*** SUPPLIED INFORMATION ***

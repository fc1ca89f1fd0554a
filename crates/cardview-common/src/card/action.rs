use serde::{Deserialize, Serialize};

/// Account actions the page can ask the host to perform on a card.
#[derive(Debug, Clone, Copy, PartialEq, Eq, Hash, Serialize, Deserialize)]
#[serde(rename_all = "kebab-case")]
pub enum CardActionType {
    Block,
    Unblock,
    VirtualCard,
    ChangeLimit,
    ChangePassword,
    ViewInvoice,
    CopyNumber,
    AnticipatePayment,
}

impl CardActionType {
    pub const ALL: [CardActionType; 8] = [
        Self::Block,
        Self::Unblock,
        Self::VirtualCard,
        Self::ChangeLimit,
        Self::ChangePassword,
        Self::ViewInvoice,
        Self::CopyNumber,
        Self::AnticipatePayment,
    ];

    /// Name sent in the `action` field of a CARD_ACTION payload.
    pub fn as_str(self) -> &'static str {
        match self {
            Self::Block => "block",
            Self::Unblock => "unblock",
            Self::VirtualCard => "virtual-card",
            Self::ChangeLimit => "change-limit",
            Self::ChangePassword => "change-password",
            Self::ViewInvoice => "view-invoice",
            Self::CopyNumber => "copy-number",
            Self::AnticipatePayment => "anticipate-payment",
        }
    }

    pub fn from_name(name: &str) -> Option<Self> {
        Self::ALL.into_iter().find(|a| a.as_str() == name)
    }
}

impl std::fmt::Display for CardActionType {
    fn fmt(&self, f: &mut std::fmt::Formatter<'_>) -> std::fmt::Result {
        f.write_str(self.as_str())
    }
}

#[cfg(test)]
mod tests {
    use super::*;

    #[test]
    fn wire_names_match_serde() {
        for action in CardActionType::ALL {
            let json = serde_json::to_string(&action).unwrap();
            assert_eq!(json, format!("\"{}\"", action.as_str()));
        }
    }

    #[test]
    fn from_name_lookup() {
        assert_eq!(
            CardActionType::from_name("change-limit"),
            Some(CardActionType::ChangeLimit)
        );
        assert_eq!(CardActionType::from_name("CHANGE-LIMIT"), None);
        assert_eq!(CardActionType::from_name(""), None);
    }
}
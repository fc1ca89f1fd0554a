//! Native bridge configuration.

use serde::{Deserialize, Serialize};

#[derive(Debug, Clone, Serialize, Deserialize)]
#[serde(default)]
pub struct BridgeConfig {
    /// Handler name under `webkit.messageHandlers`.
    pub webkit_handler: String,
    /// Log messages at info level when no native host is present.
    pub log_fallback: bool,
}

impl Default for BridgeConfig {
    fn default() -> Self {
        Self {
            webkit_handler: "nativeBridge".to_string(),
            log_fallback: true,
        }
    }
}
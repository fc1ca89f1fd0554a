//! TOML config file loading and creation.

mod loader;
mod paths;
mod template;


pub use loader::{load_default, load_from_path};
pub use paths::{create_default_config, default_config_path, CONFIG_ENV_VAR};
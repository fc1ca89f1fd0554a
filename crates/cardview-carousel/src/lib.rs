//! Card carousel selection.
//!
//! A horizontally scrolling carousel, its dot indicator and the details
//! panel must agree on one selected card even though three inputs compete
//! to change it: drag gestures, taps, and selection by id from outside.
//! [`SelectionCoordinator`] resolves them under a single-writer rule: only
//! the carousel's settle event assigns the index.

pub mod carousel;
pub mod coordinator;
pub mod view;

pub use carousel::{Carousel, CarouselOptions, SnapCarousel};
pub use coordinator::{CallbackSink, ScrollPhase, SelectionCoordinator, SelectionSink};
pub use view::{CarouselItem, CarouselView, EmptyState};
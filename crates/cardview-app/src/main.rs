mod cli;
mod loader;
mod page;
mod shell;
mod store;

use std::path::Path;
use std::sync::Arc;

use cardview_bridge::{BridgeChannel, BridgeSettings, HostBridges, HostHandle, TransportKind};
use cardview_config::{CardviewConfig, LogLevel};
use tokio::io::BufReader;
use tracing_subscriber::filter::{Directive, LevelFilter};
use tracing_subscriber::EnvFilter;

use crate::loader::MockCardLoader;
use crate::page::CardsPage;
use crate::shell::StdoutHost;

/// Install the subscriber. Logs go to stderr so stdout carries only
/// bridge traffic and shell output.
fn init_logging(cli_level: Option<&str>, config_level: LogLevel) {
    let directive: Directive = cli_level
        .and_then(|raw| match raw.parse() {
            Ok(directive) => Some(directive),
            Err(e) => {
                eprintln!("ignoring invalid --log-level '{raw}': {e}");
                None
            }
        })
        .or_else(|| config_level.directive().parse().ok())
        .unwrap_or_else(|| LevelFilter::INFO.into());

    tracing_subscriber::fmt()
        .with_writer(std::io::stderr)
        .with_env_filter(EnvFilter::from_default_env().add_directive(directive))
        .init();
}

fn host_bridges(kind: TransportKind, webkit_handler: &str) -> HostBridges {
    let handle: Arc<dyn HostHandle> = Arc::new(StdoutHost);
    match kind {
        TransportKind::Webkit => HostBridges::webkit(webkit_handler, handle),
        other => HostBridges::for_kind(other, handle),
    }
}

async fn run(config: CardviewConfig, transport: TransportKind) -> cardview_common::Result<()> {
    let settings = BridgeSettings {
        webkit_handler: config.bridge.webkit_handler.clone(),
        log_fallback: config.bridge.log_fallback,
    };
    let bridges = host_bridges(transport, &settings.webkit_handler);
    let channel = BridgeChannel::with_settings(bridges, settings);
    tracing::info!(transport = %channel.transport().kind(), "bridge ready");

    let mut page = CardsPage::new(channel.clone(), &config.carousel);
    let loader = MockCardLoader::from_config(&config.loader);
    if let Err(e) = page.mount(&loader).await {
        tracing::warn!("Page mounted without cards: {e}");
    }

    let stdin = BufReader::new(tokio::io::stdin());
    let mut stdout = std::io::stdout();
    shell::run(&mut page, &channel, stdin, &mut stdout).await?;
    Ok(())
}

fn main() {
    let args = cli::parse();

    let loaded = cardview_config::load_config(args.config.as_deref().map(Path::new));
    let config_level = loaded
        .as_ref()
        .map(|config| config.logging.level)
        .unwrap_or_default();
    init_logging(args.log_level.as_deref(), config_level);

    tracing::info!("Cardview v{} starting...", env!("CARGO_PKG_VERSION"));

    let mut config = loaded.unwrap_or_else(|e| {
        tracing::warn!("Config load failed, using defaults: {e}");
        CardviewConfig::default()
    });
    if let Some(delay_ms) = args.delay_ms {
        config.loader.delay_ms = delay_ms;
    }
    tracing::debug!("Effective config: {}", cardview_config::config_to_json(&config));

    let runtime = match tokio::runtime::Builder::new_current_thread()
        .enable_all()
        .build()
    {
        Ok(runtime) => runtime,
        Err(e) => {
            tracing::error!("Failed to start tokio runtime: {e}");
            std::process::exit(1);
        }
    };

    if let Err(e) = runtime.block_on(run(config, args.transport)) {
        tracing::error!("Shell error: {e}");
        std::process::exit(1);
    }
    tracing::info!("Shutdown complete");
}
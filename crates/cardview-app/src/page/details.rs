//! Details panel for the selected card.

use chrono::{Datelike, Duration, NaiveDate};
use serde::Serialize;

use cardview_common::format::{
    format_currency, format_expiry, format_short_date, is_expired, mask_card_number,
};
use cardview_common::{Card, CardActionType, CardBrand};

/// Open invoice summary. Amount and dates are placeholders until the host
/// provides invoice data.
#[derive(Debug, Clone, PartialEq)]
pub struct InvoiceSummary {
    pub amount: f64,
    pub due_date: NaiveDate,
    pub closing_date: NaiveDate,
}

impl InvoiceSummary {
    const PLACEHOLDER_AMOUNT: f64 = 231.3;
    const CLOSING_DAYS_BEFORE_DUE: i64 = 8;

    /// Invoice due on the 27th of October of the current year.
    pub fn placeholder(today: NaiveDate) -> Self {
        let due_date = NaiveDate::from_ymd_opt(today.year(), 10, 27).unwrap_or(today);
        Self {
            amount: Self::PLACEHOLDER_AMOUNT,
            due_date,
            closing_date: due_date - Duration::days(Self::CLOSING_DAYS_BEFORE_DUE),
        }
    }
}

/// A button that sends a CARD_ACTION.
#[derive(Debug, Clone, PartialEq, Eq, Serialize)]
pub struct ServiceAction {
    pub action: CardActionType,
    pub label: &'static str,
}

impl ServiceAction {
    fn new(action: CardActionType, label: &'static str) -> Self {
        Self { action, label }
    }
}

/// Everything rendered under the carousel for one card.
#[derive(Debug, Clone, PartialEq, Serialize)]
pub struct CardDetails {
    pub card_id: String,
    pub masked_number: String,
    pub cardholder_name: String,
    pub brand: CardBrand,
    pub expiry: String,
    pub expired: bool,
    pub status: &'static str,
    pub is_virtual: bool,
    pub invoice_amount: String,
    pub invoice_action: ServiceAction,
    pub automatic_debit: bool,
    pub due_date: String,
    pub closing_date: String,
    pub available_limit: String,
    pub total_limit: String,
    pub used_limit_percentage: u32,
    pub primary_action: ServiceAction,
    pub services: Vec<ServiceAction>,
}

impl CardDetails {
    pub fn build(card: &Card, invoice: &InvoiceSummary, today: NaiveDate) -> Self {
        let lock_service = if card.is_active() {
            ServiceAction::new(CardActionType::Block, "Bloquear cartão")
        } else {
            ServiceAction::new(CardActionType::Unblock, "Desbloquear cartão")
        };

        Self {
            card_id: card.id.clone(),
            masked_number: mask_card_number(&card.last_four_digits),
            cardholder_name: card.cardholder_name.clone(),
            brand: card.brand,
            expiry: format_expiry(card.expiration_month, card.expiration_year),
            expired: is_expired(card.expiration_month, card.expiration_year, today),
            status: card.status.label(),
            is_virtual: card.is_virtual,
            invoice_amount: format_currency(invoice.amount),
            invoice_action: ServiceAction::new(CardActionType::ViewInvoice, "Acessar fatura"),
            automatic_debit: false,
            due_date: format_short_date(invoice.due_date),
            closing_date: format_short_date(invoice.closing_date),
            available_limit: format_currency(card.available_limit),
            total_limit: format_currency(card.limit),
            used_limit_percentage: card.used_limit_percentage(),
            primary_action: ServiceAction::new(
                CardActionType::AnticipatePayment,
                "Antecipar pagamento",
            ),
            services: vec![
                lock_service,
                ServiceAction::new(CardActionType::VirtualCard, "Cartão virtual"),
                ServiceAction::new(CardActionType::ChangeLimit, "Ajustar limite"),
                ServiceAction::new(CardActionType::ChangePassword, "Alterar senha"),
            ],
        }
    }
}
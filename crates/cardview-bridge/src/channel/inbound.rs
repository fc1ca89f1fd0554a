use cardview_common::BridgeError;

use crate::events::MessageData;
use crate::message::Envelope;

/// Turn raw event data into a typed envelope.
///
/// Text is parsed as JSON; structured data is validated as-is. Either way
/// the payload must match the shape its `type` demands.
pub fn parse_inbound(data: &MessageData) -> Result<Envelope, BridgeError> {
    match data {
        MessageData::Text(raw) => Envelope::from_json(raw),
        MessageData::Structured(value) => Envelope::from_value(value.clone()),
    }
}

*** End of SUPPLIED INFORMATION ***

The answer must consist solely of the lines from the first line of the data to the line holding "pub fn from_name(name: &str)", each given again exactly.

repository fc1ca89f1fd0554a
filename crates/cardview-common/src/card/action.rs
use serde::{Deserialize, Serialize};

/// Account actions the page can ask the host to perform on a card.
#[derive(Debug, Clone, Copy, PartialEq, Eq, Hash, Serialize, Deserialize)]
#[serde(rename_all = "kebab-case")]
pub enum CardActionType {
    Block,
    Unblock,
    VirtualCard,
    ChangeLimit,
    ChangePassword,
    ViewInvoice,
    CopyNumber,
    AnticipatePayment,
}

impl CardActionType {
    pub const ALL: [CardActionType; 8] = [
        Self::Block,
        Self::Unblock,
        Self::VirtualCard,
        Self::ChangeLimit,
        Self::ChangePassword,
        Self::ViewInvoice,
        Self::CopyNumber,
        Self::AnticipatePayment,
    ];

    /// Name sent in the `action` field of a CARD_ACTION payload.
    pub fn as_str(self) -> &'static str {
        match self {
            Self::Block => "block",
            Self::Unblock => "unblock",
            Self::VirtualCard => "virtual-card",
            Self::ChangeLimit => "change-limit",
            Self::ChangePassword => "change-password",
            Self::ViewInvoice => "view-invoice",
            Self::CopyNumber => "copy-number",
            Self::AnticipatePayment => "anticipate-payment",
        }
    }

    pub fn from_name(name: &str) -> Option<Self> {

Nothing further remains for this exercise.